Summary: | 碩士 === 國立成功大學 === 資訊工程學系碩博士班 === 101 === In recent years, with the development of affective computing, emotion recognition is a critical topic in creating an intelligent human-computer interface. Speech is one of the most efficient ways for human-human communication. Therefore to make machines able to communicate with humans more effectively, understanding the information carried by speech such as emotions and speech intentions is a very important technique. In this thesis, we focused on the technique to detect emotions in speech.
This thesis proposed an approach to speech emotion recognition using multi-level temporal information.
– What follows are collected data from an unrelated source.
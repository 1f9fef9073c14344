//! Worker pool
//!
//! N workers, each owning one hub lane and selecting over its four channels:
//!
//! - register: local insert, then the registry's atomic create under the
//!   per-user cap; any failure rolls the local insert back
//! - unregister: local removal and registry removal
//! - inbound: event type dispatch, normalization, publish, ack
//! - outbound: resolve a local client and queue the payload

use std::sync::Arc;

use tokio::task::JoinHandle;
use tokio_util::sync::CancellationToken;
use tracing::{debug, error, info, warn};

use crate::client::{ClientHandle, PushError};
use crate::dispatch::Dispatcher;
use crate::events;
use crate::hub::{Hub, HubError, InboundEvent, OutboundRequest, RegisterRequest, WorkerLane};
use crate::protocol::{EventType, ProtocolError, ServerFrame};
use crate::registry::{ConnectionRecord, ConnectionRegistry};

/// Shared dependencies of every worker
#[derive(Clone)]
pub struct WorkerContext {
    pub hub: Arc<Hub>,
    pub registry: Arc<dyn ConnectionRegistry>,
    pub dispatcher: Arc<Dispatcher>,
    pub instance_id: String,
    pub max_connections_per_user: usize,
}

/// Spawn one worker per lane
pub fn spawn_pool(
    ctx: WorkerContext,
    lanes: Vec<WorkerLane>,
    shutdown: CancellationToken,
) -> Vec<JoinHandle<()>> {
    lanes
        .into_iter()
        .enumerate()
        .map(|(id, lane)| {
            let worker = Worker {
                id,
                ctx: ctx.clone(),
            };
            tokio::spawn(worker.run(lane, shutdown.clone()))
        })
        .collect()
}

struct Worker {
    id: usize,
    ctx: WorkerContext,
}

impl Worker {
    async fn run(self, mut lane: WorkerLane, shutdown: CancellationToken) {
        debug!(worker = self.id, "worker started");

        loop {
            tokio::select! {
                _ = shutdown.cancelled() => break,
                Some(request) = lane.register.recv() => self.register(request).await,
                Some(client) = lane.unregister.recv() => self.unregister(client).await,
                Some(event) = lane.inbound.recv() => self.inbound(event).await,
                Some(request) = lane.outbound.recv() => self.outbound(request),
                else => break,
            }
        }

        debug!(worker = self.id, "worker stopped");
    }

    async fn register(&self, request: RegisterRequest) {
        let RegisterRequest { client, reply } = request;
        let conn_id = client.connection_id();

        // The handshake gave up before we got here
        if client.is_closed() {
            let _ = reply.send(Err(HubError::Closed));
            return;
        }

        if !self.ctx.hub.insert(client.clone()) {
            error!(worker = self.id, conn_id, "duplicate connection id");
            let _ = reply.send(Err(HubError::Registry("duplicate connection id".to_string())));
            return;
        }

        let record = ConnectionRecord::from_client(client.info(), &self.ctx.instance_id);
        let outcome = match self
            .ctx
            .registry
            .create_connection(&record, self.ctx.max_connections_per_user)
            .await
        {
            Ok(true) => Ok(()),
            Ok(false) => {
                warn!(worker = self.id, conn_id, user_id = %record.user_id, "connection limit reached");
                Err(HubError::CapExceeded)
            }
            Err(e) => {
                error!(worker = self.id, conn_id, error = %e, "registry create failed");
                Err(HubError::Registry(e.to_string()))
            }
        };

        if outcome.is_err() {
            self.ctx.hub.remove(&client);
            let _ = reply.send(outcome);
            return;
        }

        if client.is_closed() || reply.send(Ok(())).is_err() {
            debug!(worker = self.id, conn_id, "client gone during registration, rolling back");
            self.ctx.hub.remove(&client);
            self.remove_from_registry(conn_id).await;
            return;
        }

        info!(worker = self.id, conn_id, user_id = %record.user_id, "client registered");
    }

    async fn unregister(&self, client: ClientHandle) {
        let conn_id = client.connection_id();
        client.shutdown();

        if self.ctx.hub.remove(&client) {
            self.remove_from_registry(conn_id).await;
            info!(worker = self.id, conn_id, user_id = %client.info().user_id, "client unregistered");
        } else {
            debug!(worker = self.id, conn_id, "unregister for unknown client");
        }
    }

    async fn remove_from_registry(&self, conn_id: &str) {
        if let Err(e) = self.ctx.registry.remove_connection(conn_id).await {
            error!(worker = self.id, conn_id, error = %e, "registry remove failed");
        }
    }

    async fn inbound(&self, event: InboundEvent) {
        let InboundEvent { client, frame } = event;
        let conn_id = client.connection_id();
        let raw_type = frame.event_type;

        let event_type = match EventType::try_from(raw_type) {
            Ok(event_type) => event_type,
            Err(e) => {
                debug!(worker = self.id, conn_id, event_type = raw_type, "unknown event type");
                reply(&client, ServerFrame::error(&e, Some(raw_type)));
                return;
            }
        };

        let event = match events::normalize(event_type, frame.payload, client.info(), &self.ctx.instance_id) {
            Ok(event) => event,
            Err(e) => {
                debug!(worker = self.id, conn_id, error = %e, "invalid event payload");
                reply(&client, ServerFrame::error(&e, Some(raw_type)));
                return;
            }
        };

        let payload = match event.to_bytes() {
            Ok(payload) => payload,
            Err(e) => {
                error!(worker = self.id, conn_id, error = %e, "event encoding failed");
                reply(&client, ServerFrame::error(&ProtocolError::DeliveryFailed, Some(raw_type)));
                return;
            }
        };

        let family = event_type.family();
        match self
            .ctx
            .dispatcher
            .dispatch(family, Some(event.partition_key()), &payload)
            .await
        {
            Ok(ack) if ack.requires_ack() => reply(
                &client,
                ServerFrame::Ack {
                    event_type: raw_type,
                    event_id: event.event_id,
                },
            ),
            Ok(_) => {}
            Err(e) => {
                error!(worker = self.id, conn_id, family = family.as_str(), error = %e, "event dispatch failed");
                reply(&client, ServerFrame::error(&ProtocolError::DeliveryFailed, Some(raw_type)));
            }
        }
    }

    fn outbound(&self, request: OutboundRequest) {
        let OutboundRequest {
            connection_id,
            payload,
            reply,
        } = request;

        let result = match self.ctx.hub.get_client(&connection_id) {
            Some(client) => client.push(payload),
            None => Err(PushError::NotFound(connection_id.clone())),
        };

        if let Err(e) = &result {
            debug!(worker = self.id, conn_id = %connection_id, error = %e, "push not delivered");
        }
        let _ = reply.send(result);
    }
}

fn reply(client: &ClientHandle, frame: ServerFrame) {
    if let Err(e) = client.send_frame(&frame) {
        debug!(conn_id = %client.connection_id(), error = %e, "reply frame not queued");
    }
}

#[cfg(test)]
mod tests {
    use super::*;
    use crate::dispatch::{MemorySink, RouteTable};
    use crate::registry::MemoryRegistry;
    use crate::session::ClientInfo;
    use axum::extract::ws::Message;
    use serde_json::Value;
    use std::time::Duration;
    use tokio::sync::mpsc;

    struct Harness {
        hub: Arc<Hub>,
        registry: Arc<MemoryRegistry>,
        sink: Arc<MemorySink>,
        root: CancellationToken,
    }

    fn start(workers: usize, cap: usize) -> Harness {
        let (hub, lanes) = Hub::new(workers, 64, Duration::from_secs(1));
        let hub = Arc::new(hub);
        let registry = Arc::new(MemoryRegistry::new(Duration::from_secs(60)));
        let sink = Arc::new(MemorySink::new());
        let dispatcher = Dispatcher::new(sink.clone(), RouteTable::default(), 0, Duration::from_millis(1));
        let root = CancellationToken::new();

        spawn_pool(
            WorkerContext {
                hub: hub.clone(),
                registry: registry.clone(),
                dispatcher: Arc::new(dispatcher),
                instance_id: "gw-test".to_string(),
                max_connections_per_user: cap,
            },
            lanes,
            root.clone(),
        );

        Harness {
            hub,
            registry,
            sink,
            root,
        }
    }

    fn client(h: &Harness, user: &str) -> (ClientHandle, mpsc::Receiver<Message>) {
        let info = ClientInfo::new(
            user.to_string(),
            "s1".to_string(),
            "127.0.0.1".to_string(),
            "test".to_string(),
        );
        ClientHandle::new(info, 16, &h.root)
    }

    async fn next_json(rx: &mut mpsc::Receiver<Message>) -> Value {
        match tokio::time::timeout(Duration::from_secs(2), rx.recv()).await {
            Ok(Some(Message::Text(text))) => serde_json::from_str(&text).unwrap(),
            other => panic!("expected text frame, got {other:?}"),
        }
    }

    fn submit(h: &Harness, c: &ClientHandle, raw: &str) {
        h.hub
            .submit_inbound(InboundEvent {
                client: c.clone(),
                frame: crate::protocol::decode_frame(raw.as_bytes()).unwrap(),
            })
            .unwrap();
    }

    #[tokio::test]
    async fn test_register_and_unregister() {
        let h = start(2, 5);
        let (c, _rx) = client(&h, "u1");

        h.hub.register_client(&c).await.unwrap();
        assert_eq!(h.hub.client_count(), 1);
        assert_eq!(h.registry.len(), 1);

        h.hub.unregister_client(&c).await;
        tokio::time::timeout(Duration::from_secs(2), async {
            while h.hub.client_count() > 0 || !h.registry.is_empty() {
                tokio::task::yield_now().await;
            }
        })
        .await
        .unwrap();
        assert!(!h.registry.contains_anywhere(c.connection_id()));
        assert!(c.is_closed());
    }

    #[tokio::test]
    async fn test_cap_rejection_leaves_no_state() {
        let h = start(4, 2);
        let mut clients = Vec::new();
        for _ in 0..2 {
            let (c, rx) = client(&h, "u1");
            h.hub.register_client(&c).await.unwrap();
            clients.push((c, rx));
        }

        let (extra, _rx) = client(&h, "u1");
        let err = h.hub.register_client(&extra).await.unwrap_err();
        assert_eq!(err, HubError::CapExceeded);
        assert!(h.hub.get_client(extra.connection_id()).is_none());
        assert!(!h.registry.contains_anywhere(extra.connection_id()));
        assert_eq!(h.hub.client_count(), 2);
    }

    #[tokio::test]
    async fn test_new_message_published_keyed_and_acked() {
        let h = start(2, 5);
        let (c, mut rx) = client(&h, "user_a");
        h.hub.register_client(&c).await.unwrap();

        submit(&h, &c, r#"{"type":0,"payload":{"conversation_id":"c1","message":"hi"}}"#);

        let ack = next_json(&mut rx).await;
        assert_eq!(ack["type"], "ack");
        assert_eq!(ack["event_type"], 0);

        let records = h.sink.records_for("chat.message.new");
        assert_eq!(records.len(), 1);
        assert_eq!(records[0].key.as_deref(), Some("c1"));

        let event: Value = serde_json::from_slice(&records[0].payload).unwrap();
        assert_eq!(event["sender_id"], "user_a");
        assert_eq!(event["data"]["message"], "hi");
        assert_eq!(event["event_id"], ack["event_id"]);
    }

    #[tokio::test]
    async fn test_fire_and_forget_is_not_acked() {
        let h = start(1, 5);
        let (c, mut rx) = client(&h, "u1");
        h.hub.register_client(&c).await.unwrap();

        submit(&h, &c, r#"{"type":5,"payload":{"conversation_id":"c1","is_typing":true}}"#);
        submit(&h, &c, r#"{"type":42,"payload":{}}"#);

        // The error for the second frame is the first thing queued
        let frame = next_json(&mut rx).await;
        assert_eq!(frame["type"], "error");
        assert_eq!(frame["code"], "unknown_event_type");
        assert_eq!(frame["event_type"], 42);
        assert_eq!(h.sink.records_for("chat.typing").len(), 1);
        assert!(!c.is_closed());
    }

    #[tokio::test]
    async fn test_frames_processed_in_order() {
        let h = start(4, 5);
        let (c, mut rx) = client(&h, "u1");
        h.hub.register_client(&c).await.unwrap();

        for seq in 0..10 {
            submit(
                &h,
                &c,
                &format!(r#"{{"type":0,"payload":{{"conversation_id":"c1","message":"m{seq}"}}}}"#),
            );
        }
        for _ in 0..10 {
            assert_eq!(next_json(&mut rx).await["type"], "ack");
        }

        let bodies: Vec<String> = h
            .sink
            .records_for("chat.message.new")
            .iter()
            .map(|r| {
                let event: Value = serde_json::from_slice(&r.payload).unwrap();
                event["data"]["message"].as_str().unwrap().to_string()
            })
            .collect();
        let expected: Vec<String> = (0..10).map(|seq| format!("m{seq}")).collect();
        assert_eq!(bodies, expected);
    }

    #[tokio::test]
    async fn test_push_to_local_and_missing_connection() {
        let h = start(2, 5);
        let (c, mut rx) = client(&h, "u1");
        h.hub.register_client(&c).await.unwrap();

        h.hub
            .push(c.connection_id(), br#"{"hello":1}"#.to_vec())
            .await
            .unwrap();
        assert_eq!(next_json(&mut rx).await["hello"], 1);

        let err = h.hub.push("missing", b"x".to_vec()).await.unwrap_err();
        assert_eq!(err, PushError::NotFound("missing".to_string()));
    }

    #[tokio::test]
    async fn test_full_queue_does_not_delay_other_clients() {
        // One worker, so both connections share a lane
        let h = start(1, 5);
        let info = ClientInfo::new(
            "u1".to_string(),
            "s1".to_string(),
            "127.0.0.1".to_string(),
            "test".to_string(),
        );
        let (stalled, _stalled_rx) = ClientHandle::new(info, 1, &h.root);
        let (healthy, mut healthy_rx) = client(&h, "u2");
        h.hub.register_client(&stalled).await.unwrap();
        h.hub.register_client(&healthy).await.unwrap();

        h.hub.push(stalled.connection_id(), b"1".to_vec()).await.unwrap();
        for _ in 0..5 {
            let err = h.hub.push(stalled.connection_id(), b"more".to_vec()).await.unwrap_err();
            assert_eq!(err, PushError::QueueFull);
        }

        tokio::time::timeout(
            Duration::from_millis(200),
            h.hub.push(healthy.connection_id(), br#"{"n":1}"#.to_vec()),
        )
        .await
        .expect("push to healthy client was delayed")
        .unwrap();
        assert_eq!(next_json(&mut healthy_rx).await["n"], 1);
    }

    #[tokio::test]
    async fn test_closed_client_is_not_registered() {
        let h = start(1, 5);
        let (c, _rx) = client(&h, "u1");
        c.shutdown();

        assert_eq!(h.hub.register_client(&c).await.unwrap_err(), HubError::Closed);
        assert_eq!(h.hub.client_count(), 0);
        assert!(h.registry.is_empty());
    }
}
To achieve this goal, Multi-level Unit Chunking is first employed to segment different temporal levels of emotional units and then the Hierarchical Correlation Model is used to integrate the information from those emotional units. For the Multi-level Unit Chunking, edge detection algorithm is employed to locate the boundaries of change and yield the emotional units automatically. Three types of chunking units will be determined for each utterance: basic unit, sub-emotion unit and emotion unit, within which consistent properties are shown in terms of spectral energy, prosodic feature, and emotion profile, respectively.
After locating the units for each level, a Hierarchical Correlation Model is proposed to model the hierarchical utterance structure. For each unit, static features are extracted and converted to emotion profile vectors as its soft-labeling emotion. Single segmentation level models are trained using the emotion profile vectors, which are weighted by the duration of its corresponding unit. To measure the correlation between the units, vector quantization is exploited using k-means clustering algorithm. The quantized vector of each unit is determined by the closest cluster. The correlation is calculated statistically and fused with the results from each single temporal level model. The final decision of the utterance will be determined by choosing the highest score.
The proposed approach was evaluated on Berlin Emotional Speech Database (EMO-DB) and the recognition results showed that the proposed speech emotion recognition system achieved 71.69% accuracy, which outperforms previously approaches. After using speaker normalization, the performance reaches 83.55% accuracy in six emotion recognition.
|